Warnings:
Future YAOI (JöXSeto), ANGST, UNDERAGE RAPE AND CHILD ABUSE

Disclaimer:
Don't own it; chapter title by P!nk.

Summary:
When Mokuba Kaiba faints in the middle of school, and a devastating revelation concerning his health comes into view, will Seto be able to deal with the added complication to his already problematical life? And what will happen when Yuugi and the gang find out?

Author's Notes (A/N's):
1)
When people are yelling, the words will appear in CAPITAL LETTERS, when people are being sarcastic, it'll show up inside single quotes (apostrophes)
2) "…" People speaking, or a quote
3) '…' Thoughts and/or a voice in someone's head, or written words
4) Memories are in italics, as are any 'stressed' words and/or syllables, and Japanese/French/whatever words (not English). If something is 'stressed' in a flashback or something else that's in italics, then it will be in plain text, because italics on top of the italics cancels the italics out; now, are we clear?
5) At the end, anything that has a (number) beside it will be translated, anything with a -number- beside it will be explained.
6) A bolded -o- indicates a time change. If needed, the amount of time that passed will be added between two -o-.
7) Japanese names and ages

Shattered Masks, Healed Hearts
Book One: Opposites Attract
Chapter Fourteen
: Conversations With My 13-Year-Old Self
.nachzes black-rider

—Jö POV—

I had woken up abruptly at a little after 6:30, jolted awake by the screams echoing from across the hallway—from Mokuba's room. Heart in my throat, I dashed towards the source, the door slamming against the wall, probably gouging a hold in the no-doubt expensive paint job. But I didn't notice: my attention was fixed on the person twisting, writhing, screaming, on the bed. It took my mind a second to catch up with my eyes, to comprehend that that person was Seto, and that Mokuba was attempting to grab a hold of him….

"No! Stop, please!"

I cringed, my hand tightening on the doorframe to steady myself, nausea washing over me. I tried to open my mouth, to warn Mokuba not to try to touch Seto, but the words wouldn't come out as I continued to stare in horror at the brunet. Mokuba finally managed to seize one of Seto's shoulders, and the elder yanked away, screaming again, and fell from the edge of the bed, hitting the floor with a solid whump. His panicked eyes went blank, then slowly re-focussed until they snapped to attention and regarded Mokuba, who was sobbing nearly as hard as his brother had been.

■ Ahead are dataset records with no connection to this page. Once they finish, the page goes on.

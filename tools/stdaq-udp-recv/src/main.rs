// SPDX-License-Identifier: Apache-2.0 OR MIT
// Copyright (c) 2025-2026 naskel.com

//! stdaq-udp-recv - Module stream receiver
//!
//! Binds `start_udp_port + module_id`, reassembles module frames and writes
//! them to the `{detector}-{module}` ring store until Ctrl+C.

use clap::Parser;
use stdaq::config::BufferSizing;
use stdaq::{DetectorConfig, ModuleStream};
use std::path::PathBuf;
use std::sync::atomic::{AtomicBool, Ordering};
use std::sync::Arc;

/// Receive one module's UDP stream into shared memory
#[derive(Parser, Debug)]
#[command(name = "stdaq-udp-recv")]
#[command(version = stdaq::VERSION)]
#[command(about = "Receive one detector module into its ring store")]
struct Args {
    /// Detector JSON file
    detector_json: PathBuf,

    /// Module to receive
    module_id: u16,

    /// Ring store depth in slots
    #[arg(long, default_value_t = stdaq::config::RAM_BUFFER_N_SLOTS)]
    n_slots: usize,

    /// Log filter (error, warn, info, debug, trace)
    #[arg(long, default_value = "info")]
    log_level: String,
}

fn main() {
    let args = Args::parse();
    env_logger::Builder::new().parse_filters(&args.log_level).init();

    if let Err(e) = run(&args) {
        log::error!("[UDP] module {}: {}", args.module_id, e);
        eprintln!("Error: {}", e);
        std::process::exit(1);
    }
}

fn run(args: &Args) -> Result<(), Box<dyn std::error::Error>> {
    let config = DetectorConfig::from_json_file(&args.detector_json)?;
    if !config.module_mask().contains(args.module_id) {
        return Err(format!(
            "module {} is not part of {} ({:?})",
            args.module_id,
            config.detector_name,
            config.module_mask()
        )
        .into());
    }

    let sizing = BufferSizing {
        n_slots: args.n_slots,
        ..BufferSizing::default()
    };
    let mut stream = ModuleStream::from_config(&config, args.module_id, &sizing)?;

    let running = Arc::new(AtomicBool::new(true));
    let r = running.clone();
    ctrlc::set_handler(move || {
        r.store(false, Ordering::SeqCst);
    })?;

    stream.run(&running)?;

    log::info!(
        "[UDP] module {} stopped after {} frames",
        args.module_id,
        stream.writer().sent()
    );
    stream.shutdown()?;
    Ok(())
}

"Mo…kuba. Otöto-chan, what's wrong?" Seto asked, eyes flicking to me briefly before he reached out for his younger brother, pulling the shaken Mokuba into his arms.

"You…how long…how many times…how many nights staying up—until—f-four in the morning just—so—that you wouldn't…wouldn't have to dream about it?" Mokuba choked, and Seto looked away, a look of distress on his face.

"I didn't really keep track, Mokuba."

Mokuba's sobs escalated again, and Seto hushed him, arms holding him tightly as Mokuba gripped his shirt tightly. "Why, 'Nii-sama?"

Seto swallowed. "I don't know." He glanced up at me. "Nani?" he snapped, "What do you want?"

I snapped out of my horrified trance and stared back at him, unabashed. I was sure that pity and perhaps something else coloured my features, for his twisted in dislike, his mouth opening wordlessly when I spoke.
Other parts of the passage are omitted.